As ruas são para os carros, é proibido vaguear a pé. Se quiser perambular, que seja nos metros quadrados da própria casa (mas não demais, para não incomodar os vizinhos). 

A seta para a direita é para à direita - nada mais! Se quiser ir em frente, vá a uma rua que permita isso. A polícia está de olho e pronta para redigir a infração!

O entretenimento? Observar uma nova janela sendo instalada em um prédio. Aquela excitação do mais novo retângulo acinzentado da cidade sendo levantado. O símbolo do moderno. Da inovação!

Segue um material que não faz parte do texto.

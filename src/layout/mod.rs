/// Grid packing of matched pairs
pub mod packer;

pub use packer::{Cursor, Orientation, Placement, layout_combinations, pack};
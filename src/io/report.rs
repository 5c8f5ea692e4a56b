//! Combination artifact and console echo of the accepted pairs

use std::path::{Path, PathBuf};

use crate::io::configuration::{COMBOS_EXTENSION, COMBOS_SUFFIX};
use crate::matching::matcher::{Combinations, Pair};

/// Render pairs as `[(a, b), (c, d)]`
pub fn render_pairs(pairs: &[Pair]) -> String {
    let rendered: Vec<String> = pairs.iter().map(ToString::to_string).collect();
    format!("[{}]", rendered.join(", "))
}

/// Print both pair lists for human inspection
// Allow print for the pair listing, which is the tool's console output
#[allow(clippy::print_stdout)]
pub fn echo(combinations: &Combinations) {
    println!("horizontal: {}", render_pairs(&combinations.horizontal));
    println!("vertical: {}", render_pairs(&combinations.vertical));
}

/// Serialize the pair lists as a `{"horizontal": .., "vertical": ..}` document
///
/// # Errors
///
/// Returns the serializer error if the document cannot be produced
pub fn combinations_json(combinations: &Combinations) -> serde_json::Result<String> {
    serde_json::to_string_pretty(combinations)
}

/// Location of the combinations artifact written alongside `output_path`
pub fn combinations_path(output_path: &Path) -> PathBuf {
    let stem = output_path.file_stem().unwrap_or_default();
    let combos_name = format!(
        "{}{COMBOS_SUFFIX}.{COMBOS_EXTENSION}",
        stem.to_string_lossy()
    );

    if let Some(parent) = output_path.parent() {
        parent.join(combos_name)
    } else {
        PathBuf::from(combos_name)
    }
}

Anoitece na cidade. O que muda? O que muda é que escureceu e agora as luzes estão acesas. As famílias felizes, são todas iguais - salve, Tolstói. Todos os maridos chegam em todas as casas às 18h, estacionam seus carros nas garagens com parquímetros, beijam suas esposas, tiram seus casacos, abrem suas cervejas, ligam suas televisões e assistem ao futebol.

Baixei o filme de forma pirata e tive muita dificuldade em encontrar legendas. Ao terminar o filme concluí que nem sequer precisava delas! Os diálogos são todos tão genéricos e o que importa, mesmo, de verdade, são os atos, a confusão e o desajuste social de um ou outro divergente que se mete sem querer em frente à câmera. 

Durante o filme fui me sentindo alienígena, como se estivesse observando algo muito novo, quando, na verdade, estou mais habituada à paisagem do que gostaria. Fiquei com a impressão de ter sido apresentada às imagens não editadas de um documentário.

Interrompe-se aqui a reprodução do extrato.